The function divides the FFT calculation recursively into smaller tasks until it reaches the fundamental case.
- Concurrent Fast Fourier Transform Function (parallelCooleyTukeyFFT):
The parallelCooleyTukeyFFT function is an implementation of the Cooley-Tukey FFT algorithm that has been parallelized with OpenMP directives.
It employs #pragma omp parallel to form a group of threads for concurrent processing.
The #pragma omp single nowait directive guarantees that the recursive Fast Fourier Transform (FFT) is carried out by a solitary thread without delay, allowing the remaining threads to proceed with their tasks.
The nowait clause enables threads to progress autonomously without being dependent on the completion of a single thread.
- Primary Function:
In the primary function, a demonstration vector (input) is given as an instance input.
The parallelCooleyTukeyFFT function is invoked to calculate the Fast Fourier Transform (FFT) concurrently with OpenMP.
- Sequence of Operations:
The process begins with importing essential libraries and declaring the data type for complex numbers.
Within the primary function, a demonstration vector is employed, triggering the execution of the parallel Fast Fourier Transform (FFT) function.
The parallel FFT function leverages multiple threads to execute the FFT calculation simultaneously.
Complexity analysis:
Time Complexity:
Recursive FFT Function (fft):
The time complexity of the recursive Fast Fourier Transform (FFT) algorithm is O(n log n), where n represents the dimension of the input array.

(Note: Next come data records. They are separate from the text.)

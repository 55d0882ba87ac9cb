//! A multi-wave session: one party, one seeded generator, waves in order.
//!
//! The session owns everything needed to replay a run from its seed. Waves
//! are fought in index order starting at 1; between waves the driver may
//! buy upgrades. The session ends the first time a wave is lost.

use std::collections::hash_map::DefaultHasher;
use std::hash::{Hash, Hasher};

use rand::SeedableRng;
use rand_chacha::ChaCha8Rng;

use crate::combatant::{any_alive, Player};
use crate::economy::{apply_upgrade, AppliedUpgrade, GameVariant, UpgradeKind};
use crate::error::{GameError, Result, UpgradeRejection};
use crate::events::WaveObserver;
use crate::orchestrator::{run_wave_with, WaveConfig, WaveResult};

/// Outcome of a single upgrade request.
pub type UpgradeOutcome = std::result::Result<AppliedUpgrade, UpgradeRejection>;

/// A running game.
#[derive(Debug, Clone)]
pub struct Session {
    players: Vec<Player>,
    rng: ChaCha8Rng,
    seed: u64,
    variant: GameVariant,
    config: WaveConfig,
    next_wave: u32,
    over: bool,
    history: Vec<WaveResult>,
}

impl Session {
    /// Start a session for `party`, seeding the generator from `seed`.
    ///
    /// # Errors
    ///
    /// Returns [`GameError::EmptyParty`] if `party` is empty.
    pub fn new(party: Vec<Player>, seed: u64, variant: GameVariant) -> Result<Self> {
        if party.is_empty() {
            return Err(GameError::EmptyParty);
        }
        Ok(Self {
            players: party,
            rng: ChaCha8Rng::seed_from_u64(seed),
            seed,
            variant,
            config: WaveConfig::default(),
            next_wave: 1,
            over: false,
            history: Vec::new(),
        })
    }

    /// Replace the wave configuration.
    #[must_use]
    pub fn with_config(mut self, config: WaveConfig) -> Self {
        self.config = config;
        self
    }

    /// Seed the session was started with.
    #[must_use]
    pub const fn seed(&self) -> u64 {
        self.seed
    }

    /// Rule set in play.
    #[must_use]
    pub const fn variant(&self) -> GameVariant {
        self.variant
    }

    /// Index of the wave that will be fought next.
    #[must_use]
    pub const fn next_wave(&self) -> u32 {
        self.next_wave
    }

    /// Number of waves the party has cleared.
    #[must_use]
    pub fn waves_cleared(&self) -> u32 {
        u32::try_from(self.history.iter().filter(|r| r.players_won).count()).unwrap_or(u32::MAX)
    }

    /// Check if the session has ended.
    #[must_use]
    pub const fn is_over(&self) -> bool {
        self.over
    }

    /// The party, in roster order.
    #[must_use]
    pub fn players(&self) -> &[Player] {
        &self.players
    }

    /// Results of every wave fought so far.
    #[must_use]
    pub fn history(&self) -> &[WaveResult] {
        &self.history
    }

    /// Fight the next wave.
    ///
    /// On a loss the session is marked over. A wave that errors (round
    /// limit) leaves the wave counter where it was.
    ///
    /// # Errors
    ///
    /// - [`GameError::SessionOver`] if the session already ended.
    /// - Any error from [`run_wave_with`].
    pub fn run_next_wave<O>(&mut self, observer: &mut O) -> Result<WaveResult>
    where
        O: WaveObserver + ?Sized,
    {
        if self.over {
            return Err(GameError::SessionOver(self.next_wave.saturating_sub(1)));
        }

        let result = run_wave_with(
            &mut self.players,
            self.next_wave,
            &self.config,
            &mut self.rng,
            observer,
        )?;

        self.next_wave += 1;
        if !result.players_won || !any_alive(&self.players) {
            self.over = true;
            tracing::info!(
                wave = result.wave_index,
                waves_cleared = self.waves_cleared(),
                "Session over"
            );
        }
        self.history.push(result.clone());
        Ok(result)
    }

    /// Buy an upgrade for the player at `index` under the session's variant.
    ///
    /// The outer error is for caller mistakes; the inner result carries the
    /// rejection of a legitimate but unaffordable request.
    ///
    /// # Errors
    ///
    /// - [`GameError::SessionOver`] once the session has ended.
    /// - [`GameError::InvalidPlayerIndex`] if `index` is outside the party.
    pub fn apply_upgrade(&mut self, index: usize, kind: UpgradeKind) -> Result<UpgradeOutcome> {
        if self.over {
            return Err(GameError::SessionOver(self.next_wave.saturating_sub(1)));
        }
        let len = self.players.len();
        let player = self
            .players
            .get_mut(index)
            .ok_or(GameError::InvalidPlayerIndex { index, len })?;
        Ok(apply_upgrade(player, kind, self.variant))
    }

    /// Hash of the full session state.
    ///
    /// Two sessions with the same seed and the same sequence of calls
    /// produce the same hash.
    #[must_use]
    pub fn state_hash(&self) -> u64 {
        let mut hasher = DefaultHasher::new();

        self.next_wave.hash(&mut hasher);
        self.over.hash(&mut hasher);
        self.variant.hash(&mut hasher);

        self.players.len().hash(&mut hasher);
        for player in &self.players {
            player.hash(&mut hasher);
        }

        // Generator position covers every draw made so far.
        self.rng.get_word_pos().hash(&mut hasher);

        hasher.finish()
    }
}
//! Batch session runner for balance testing.
//!
//! Runs many seeds of one scenario in parallel using rayon. Sessions share
//! nothing; each seed owns its own generator and party.

use std::path::{Path, PathBuf};
use std::time::Instant;

use rayon::prelude::*;
use serde::{Deserialize, Serialize};
use tracing::{debug, info, warn};

use crate::metrics::{BatchSummary, SessionMetrics};
use crate::runner::{RunError, SessionRunner};
use crate::scenario::Scenario;

/// File name the batch results are saved under.
pub const RESULTS_FILE: &str = "batch_results.json";

/// Configuration for a batch run
#[derive(Debug, Clone, Serialize, Deserialize)]
pub struct BatchConfig {
    /// Scenario to run
    pub scenario: Scenario,
    /// Number of sessions to run
    pub session_count: u32,
    /// Maximum parallel sessions (0 = use rayon default)
    pub parallel_sessions: u32,
    /// Directory [`RESULTS_FILE`] is written to
    pub output_dir: PathBuf,
    /// Starting seed; session `i` uses `seed_start + i`
    pub seed_start: u64,
    /// Wave cap per session (scenario cap if `None`)
    pub max_waves: Option<u32>,
}

impl Default for BatchConfig {
    fn default() -> Self {
        Self {
            scenario: Scenario::demo(),
            session_count: 100,
            parallel_sessions: 0,
            output_dir: PathBuf::from("results"),
            seed_start: 0,
            max_waves: Some(50),
        }
    }
}

impl BatchConfig {
    /// Create config for a specific scenario
    pub fn new(scenario: Scenario, session_count: u32) -> Self {
        Self {
            scenario,
            session_count,
            ..Default::default()
        }
    }

    /// Set output directory
    pub fn with_output(mut self, dir: PathBuf) -> Self {
        self.output_dir = dir;
        self
    }

    /// Set seed start
    pub fn with_seed(mut self, seed: u64) -> Self {
        self.seed_start = seed;
        self
    }

    /// Set wave cap
    pub fn with_max_waves(mut self, max_waves: Option<u32>) -> Self {
        self.max_waves = max_waves;
        self
    }

    /// Where [`run_batch`] saves its results.
    pub fn results_path(&self) -> PathBuf {
        self.output_dir.join(RESULTS_FILE)
    }
}

/// Results from a batch run
#[derive(Debug, Clone, Serialize, Deserialize)]
pub struct BatchResults {
    /// Configuration used
    pub config: BatchConfig,
    /// Individual session metrics, in seed order
    pub sessions: Vec<SessionMetrics>,
    /// Aggregate summary
    pub summary: BatchSummary,
    /// Total runtime
    pub duration_seconds: f64,
    /// Errors encountered
    pub errors: Vec<BatchError>,
}

impl BatchResults {
    /// Save results to JSON file
    pub fn save(&self, path: &Path) -> std::io::Result<()> {
        if let Some(parent) = path.parent() {
            std::fs::create_dir_all(parent)?;
        }
        let json = serde_json::to_string_pretty(self).map_err(std::io::Error::other)?;
        std::fs::write(path, json)
    }

    /// Load results from JSON file
    pub fn load(path: &Path) -> std::io::Result<Self> {
        let json = std::fs::read_to_string(path)?;
        serde_json::from_str(&json).map_err(std::io::Error::other)
    }
}

/// Error during batch run
#[derive(Debug, Clone, Serialize, Deserialize)]
pub struct BatchError {
    /// Session index
    pub session_index: u32,
    /// Seed used
    pub seed: u64,
    /// Error message
    pub message: String,
}

/// Run a batch of sessions and save the results to
/// [`BatchConfig::results_path`].
pub fn run_batch(config: BatchConfig) -> Result<BatchResults, RunError> {
    let start = Instant::now();
    let runner = SessionRunner::new(config.scenario.clone())?;

    info!(
        "Starting batch run: {} sessions of '{}'",
        config.session_count, config.scenario.name
    );

    // Configure thread pool if specified
    if config.parallel_sessions > 0 {
        rayon::ThreadPoolBuilder::new()
            .num_threads(config.parallel_sessions as usize)
            .build_global()
            .ok(); // Ignore if already set
    }

    let results: Vec<Result<SessionMetrics, BatchError>> = (0..config.session_count)
        .into_par_iter()
        .map(|i| {
            let seed = config.seed_start.wrapping_add(u64::from(i));
            match runner.run_silent(seed, config.max_waves) {
                Ok(metrics) => {
                    debug!(seed, waves_cleared = metrics.waves_cleared, "Session complete");
                    Ok(metrics)
                }
                Err(e) => {
                    warn!("Session {} failed: {}", i, e);
                    Err(BatchError {
                        session_index: i,
                        seed,
                        message: e.to_string(),
                    })
                }
            }
        })
        .collect();

    let (sessions, errors): (Vec<_>, Vec<_>) = results.into_iter().partition(Result::is_ok);
    let sessions: Vec<SessionMetrics> = sessions.into_iter().filter_map(Result::ok).collect();
    let errors: Vec<BatchError> = errors.into_iter().filter_map(Result::err).collect();

    let summary = BatchSummary::from_sessions(&sessions);
    let duration_seconds = start.elapsed().as_secs_f64();

    info!(
        "Batch complete: {} sessions in {:.1}s, mean waves cleared {:.2}",
        sessions.len(),
        duration_seconds,
        summary.mean_waves_cleared
    );

    let results = BatchResults {
        config,
        sessions,
        summary,
        duration_seconds,
        errors,
    };
    let path = results.config.results_path();
    results.save(&path)?;
    info!("Results saved to {}", path.display());
    Ok(results)
}

/// Outcome of replaying one seed several times.
#[derive(Debug, Clone, PartialEq, Eq, Serialize, Deserialize)]
pub struct VerifyReport {
    /// Seed replayed.
    pub seed: u64,
    /// Final state hash of each run.
    pub hashes: Vec<u64>,
}

impl VerifyReport {
    /// Check if every run ended in the same state.
    #[must_use]
    pub fn is_deterministic(&self) -> bool {
        self.hashes.windows(2).all(|w| w[0] == w[1])
    }
}

/// Verify determinism by running the same seed multiple times
pub fn verify_determinism(
    scenario: &Scenario,
    seed: u64,
    runs: u32,
    max_waves: Option<u32>,
) -> Result<VerifyReport, RunError> {
    let runner = SessionRunner::new(scenario.clone())?;
    let hashes = (0..runs)
        .map(|_| {
            runner
                .run_silent(seed, max_waves)
                .map(|m| m.final_state_hash)
        })
        .collect::<Result<Vec<_>, _>>()?;
    Ok(VerifyReport { seed, hashes })
}

#[cfg(test)]
mod tests {
    use super::*;

    #[test]
    fn test_batch_config_default() {
        let config = BatchConfig::default();
        assert_eq!(config.session_count, 100);
        assert_eq!(config.scenario.name, "Demo");
    }

    #[test]
    fn test_batch_config_builder() {
        let config = BatchConfig::new(Scenario::builder_demo(), 500)
            .with_output(PathBuf::from("/tmp/results"))
            .with_seed(12345)
            .with_max_waves(None);

        assert_eq!(config.scenario.name, "Builder Demo");
        assert_eq!(config.session_count, 500);
        assert_eq!(config.seed_start, 12345);
        assert_eq!(config.max_waves, None);
    }

    #[test]
    fn test_batch_runs_every_seed() {
        let dir = tempfile::tempdir().unwrap();
        let config = BatchConfig::new(Scenario::demo(), 8)
            .with_output(dir.path().to_path_buf())
            .with_seed(100)
            .with_max_waves(Some(5));
        let results = run_batch(config).unwrap();

        assert!(results.errors.is_empty());
        assert_eq!(results.sessions.len(), 8);
        let seeds: Vec<u64> = results.sessions.iter().map(|s| s.seed).collect();
        assert_eq!(seeds, (100..108).collect::<Vec<_>>());
        assert_eq!(results.summary.total_sessions, 8);
        assert!(results.summary.max_waves_cleared <= 5);
    }

    #[test]
    fn test_parallel_matches_sequential() {
        let dir = tempfile::tempdir().unwrap();
        let scenario = Scenario::demo();
        let config = BatchConfig::new(scenario.clone(), 4)
            .with_output(dir.path().to_path_buf())
            .with_max_waves(Some(6));
        let results = run_batch(config).unwrap();
        let runner = SessionRunner::new(scenario).unwrap();
        for m in &results.sessions {
            let again = runner.run_silent(m.seed, Some(6)).unwrap();
            assert_eq!(again.final_state_hash, m.final_state_hash);
        }
    }

    #[test]
    fn test_batch_saves_into_output_dir() {
        let dir = tempfile::tempdir().unwrap();
        let output = dir.path().join("nested");
        let config = BatchConfig::new(Scenario::demo(), 2)
            .with_output(output.clone())
            .with_max_waves(Some(2));
        let results = run_batch(config).unwrap();

        let path = output.join(RESULTS_FILE);
        assert_eq!(results.config.results_path(), path);
        let loaded = BatchResults::load(&path).unwrap();
        assert_eq!(loaded.sessions, results.sessions);
        assert_eq!(loaded.config.scenario, results.config.scenario);
    }

    #[test]
    fn test_unwritable_output_dir_is_an_error() {
        let dir = tempfile::tempdir().unwrap();
        let blocker = dir.path().join("taken");
        std::fs::write(&blocker, "not a directory").unwrap();
        let config = BatchConfig::new(Scenario::demo(), 1)
            .with_output(blocker)
            .with_max_waves(Some(1));

        assert!(matches!(run_batch(config), Err(RunError::Io(_))));
    }

    #[test]
    fn test_verify_determinism() {
        let report = verify_determinism(&Scenario::demo(), 12345, 3, Some(8)).unwrap();
        assert_eq!(report.hashes.len(), 3);
        assert!(report.is_deterministic());
    }
}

This complexity remains consistent with the unparallelized implementation.
The Fast Fourier Transform (FFT) algorithm consists of logarithmic(n) phases, with each phase requiring n/2 computations (known as butterfly computations).
Parallel FFT Function (parallelCooleyTukeyFFT):
The time complexity of the parallel Fast Fourier Transform (FFT) function remains O(n log n).
While parallelization can allocate tasks among various threads, the core time complexity of the FFT algorithm stays consistent.
Main Function:
The program's time complexity is O(n log n) primarily due to the concurrent Fast Fourier Transform (FFT) computation.
Space Complexity:
Recursive FFT Function (fft):
The space efficiency of the recursive Fast Fourier Transform (FFT) function amounts to O(log n) as a result of the recursion stack.
At every recursive level, new arrays (a0 and a1) are generated, which are subsequently recycled, leading to the dominance of the recursion stack in terms of space complexity.
Parallel FFT Function (parallelCooleyTukeyFFT):
The parallel Fast Fourier Transform function maintains an equivalent space complexity to the non-parallelized iteration.
Each thread functions on an individual segment of the input array, while they all access the common memory area, maintaining an O(log n) space complexity as a result of recursive operations.
Main Function:
The program's space complexity is O(log n) primarily because of the recursion stack utilized in the FFT function.